Feature Availability by Platform
Not all features are available everywhere. Here's a quick reference:
| Feature | Claude API | AWS Bedrock | Vertex AI |
|---|---|---|---|
| Extended Thinking | GA | GA | GA |
| Citations | GA | GA | Beta |
| Web Search | GA | GA | GA |
| Prompt Caching | GA | GA | GA |
| Batch Processing | GA | GA | GA |
Best Practices
- Start with model capabilities, then add tools as needed.

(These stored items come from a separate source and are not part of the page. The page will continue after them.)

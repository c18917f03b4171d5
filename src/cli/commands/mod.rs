pub mod people;
pub mod system;
pub mod transactions;

use crate::cli::core::CommandError;
use crate::cli::registry::CommandEntry;

pub(crate) fn all_definitions() -> Vec<CommandEntry> {
    let mut commands = Vec::new();
    commands.extend(people::definitions());
    commands.extend(transactions::definitions());
    commands.extend(system::definitions());
    commands
}

pub(crate) fn require_args(args: &[&str], count: usize, usage: &str) -> Result<(), CommandError> {
    if args.len() < count {
        Err(CommandError::InvalidArguments(format!("Usage: {usage}")))
    } else {
        Ok(())
    }
}
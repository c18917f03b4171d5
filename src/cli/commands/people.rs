use crate::cli::core::{CommandResult, ShellContext};
use crate::cli::io;
use crate::cli::output::{self, section as output_section};
use crate::cli::registry::CommandEntry;

use super::require_args;

pub(crate) fn definitions() -> Vec<CommandEntry> {
    vec![
        CommandEntry::new("people", "List people with their balances", "people", cmd_people),
        CommandEntry::new("add", "Add a person", "add <name>", cmd_add),
        CommandEntry::new(
            "rename",
            "Rename a person",
            "rename <person> <new name>",
            cmd_rename,
        ),
        CommandEntry::new(
            "remove",
            "Remove a person and all of their transactions",
            "remove <person>",
            cmd_remove,
        ),
        CommandEntry::new(
            "use",
            "Select the active person, or clear the selection",
            "use <person> | use --none",
            cmd_use,
        ),
        CommandEntry::new("active", "Show the active person", "active", cmd_active),
        CommandEntry::new(
            "balance",
            "Show one balance, or every balance and the net total",
            "balance [person]",
            cmd_balance,
        ),
    ]
}

fn cmd_people(context: &mut ShellContext, _args: &[&str]) -> CommandResult {
    let summaries = context.session.summaries();
    output_section(format!("People ({})", context.session.people_meta()));
    if summaries.is_empty() {
        io::print_info("No people yet. Use `add <name>` to create one.");
        return Ok(());
    }
    let active = context.session.get_active_person().map(|p| p.id);
    for summary in summaries {
        let marker = if active.as_ref() == Some(&summary.person.id) {
            "*"
        } else {
            " "
        };
        io::print_info(format!(
            "{marker} {:<24} {}",
            summary.person.name,
            output::balance(summary.balance, summary.status)
        ));
    }
    Ok(())
}

fn cmd_add(context: &mut ShellContext, args: &[&str]) -> CommandResult {
    require_args(args, 1, "add <name>")?;
    let person = context.session.add_person(&args.join(" "))?;
    io::print_success(format!("Added `{}`.", person.name));
    Ok(())
}

fn cmd_rename(context: &mut ShellContext, args: &[&str]) -> CommandResult {
    require_args(args, 2, "rename <person> <new name>")?;
    let person = context.resolve_person(args[0])?;
    let renamed = context
        .session
        .rename_person(&person.id, &args[1..].join(" "))?;
    io::print_success(format!("Renamed `{}` to `{}`.", person.name, renamed.name));
    Ok(())
}

fn cmd_remove(context: &mut ShellContext, args: &[&str]) -> CommandResult {
    require_args(args, 1, "remove <person>")?;
    let person = context.resolve_person(&args.join(" "))?;
    let count = context.session.list_transactions(&person.id).len();
    let prompt = format!(
        "Remove `{}` and {} transaction(s)?",
        person.name, count
    );
    if !context.confirm(&prompt)? {
        io::print_info("Nothing removed.");
        return Ok(());
    }
    context.session.remove_person(&person.id)?;
    io::print_success(format!("Removed `{}`.", person.name));
    Ok(())
}

fn cmd_use(context: &mut ShellContext, args: &[&str]) -> CommandResult {
    require_args(args, 1, "use <person> | use --none")?;
    if args == ["--none"] {
        context.session.clear_active_person();
        io::print_success("Active person cleared.");
        return Ok(());
    }
    let person = context.resolve_person(&args.join(" "))?;
    context.session.set_active_person(&person.id)?;
    io::print_success(format!("Active person: `{}`.", person.name));
    Ok(())
}

fn cmd_active(context: &mut ShellContext, _args: &[&str]) -> CommandResult {
    match context.session.get_active_person() {
        Some(person) => io::print_info(format!("Active person: {}", person.name)),
        None => io::print_info("No active person."),
    }
    Ok(())
}

fn cmd_balance(context: &mut ShellContext, args: &[&str]) -> CommandResult {
    if args.is_empty() && context.session.get_active_person().is_none() {
        for summary in context.session.summaries() {
            io::print_info(format!(
                "{:<24} {}",
                summary.person.name,
                output::balance(summary.balance, summary.status)
            ));
        }
        io::print_info(format!(
            "Net: {}",
            context.session.net_total().format_grouped()
        ));
        return Ok(());
    }

    let reference = args.join(" ");
    let person = if reference.is_empty() {
        context.active_person()?
    } else {
        context.resolve_person(&reference)?
    };
    let balance = context.session.get_balance(&person.id);
    let status = context.session.get_status(&person.id);
    io::print_info(format!(
        "{:<24} {}",
        person.name,
        output::balance(balance, status)
    ));
    Ok(())
}
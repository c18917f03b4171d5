use std::cmp::Ordering;

use chrono::{DateTime, Utc};
use serde::{Deserialize, Serialize};

use super::PersonId;

/// A counterparty the account owner exchanges money with.
#[derive(Debug, Clone, PartialEq, Eq, Serialize)]
pub struct Person {
    pub id: PersonId,
    pub name: String,
    pub created_at: DateTime<Utc>,
    pub updated_at: Option<DateTime<Utc>>,
}

/// Persisted field layout of a person document.
#[derive(Debug, Clone, PartialEq, Eq, Serialize, Deserialize)]
#[serde(rename_all = "camelCase")]
pub struct PersonFields {
    pub name: String,
    pub created_at: DateTime<Utc>,
    #[serde(default, skip_serializing_if = "Option::is_none")]
    pub updated_at: Option<DateTime<Utc>>,
}

impl Person {
    pub fn from_fields(id: PersonId, fields: PersonFields) -> Self {
        Self {
            id,
            name: fields.name,
            created_at: fields.created_at,
            updated_at: fields.updated_at,
        }
    }

    /// Key used for duplicate detection.
    pub fn name_key(&self) -> String {
        name_key(&self.name)
    }

    pub fn matches_name(&self, candidate: &str) -> bool {
        self.name_key() == name_key(candidate)
    }
}

pub fn normalize_name(raw: &str) -> String {
    raw.trim().to_string()
}

/// Case-insensitive comparison key (full Unicode lowercase mapping).
pub fn name_key(raw: &str) -> String {
    raw.trim().to_lowercase()
}

/// Listing order: case-insensitive name, exact name, creation time, id.
pub fn display_order(a: &Person, b: &Person) -> Ordering {
    a.name_key()
        .cmp(&b.name_key())
        .then_with(|| a.name.cmp(&b.name))
        .then_with(|| a.created_at.cmp(&b.created_at))
        .then_with(|| a.id.cmp(&b.id))
}

/// Storage order: creation time ascending, then id.
pub fn creation_order(a: &Person, b: &Person) -> Ordering {
    a.created_at
        .cmp(&b.created_at)
        .then_with(|| a.id.cmp(&b.id))
}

Don't over-engineer.
- Use adaptive thinking for Opus 4.7—it saves tokens on simple tasks and spends more on complex ones.
- Cache your system prompts to reduce costs on repeated calls.
- Use structured outputs when consuming responses programmatically—avoid parsing free text.
- Monitor token usage with the count_tokens endpoint before sending large payloads.
Key Takeaways
- Claude's API is organized into five areas: model capabilities, tools, tool infrastructure, context management, and files/assets.
- Use adaptive thinking to let Claude decide how much to reason—saves tokens on simple tasks.
- Tools extend Claude into the real world: web search, code execution, custom functions, and more.
- Prompt caching and context compaction keep long-running conversations efficient and cost-effective.
- Always check feature availability per platform—some features are still in beta on certain providers.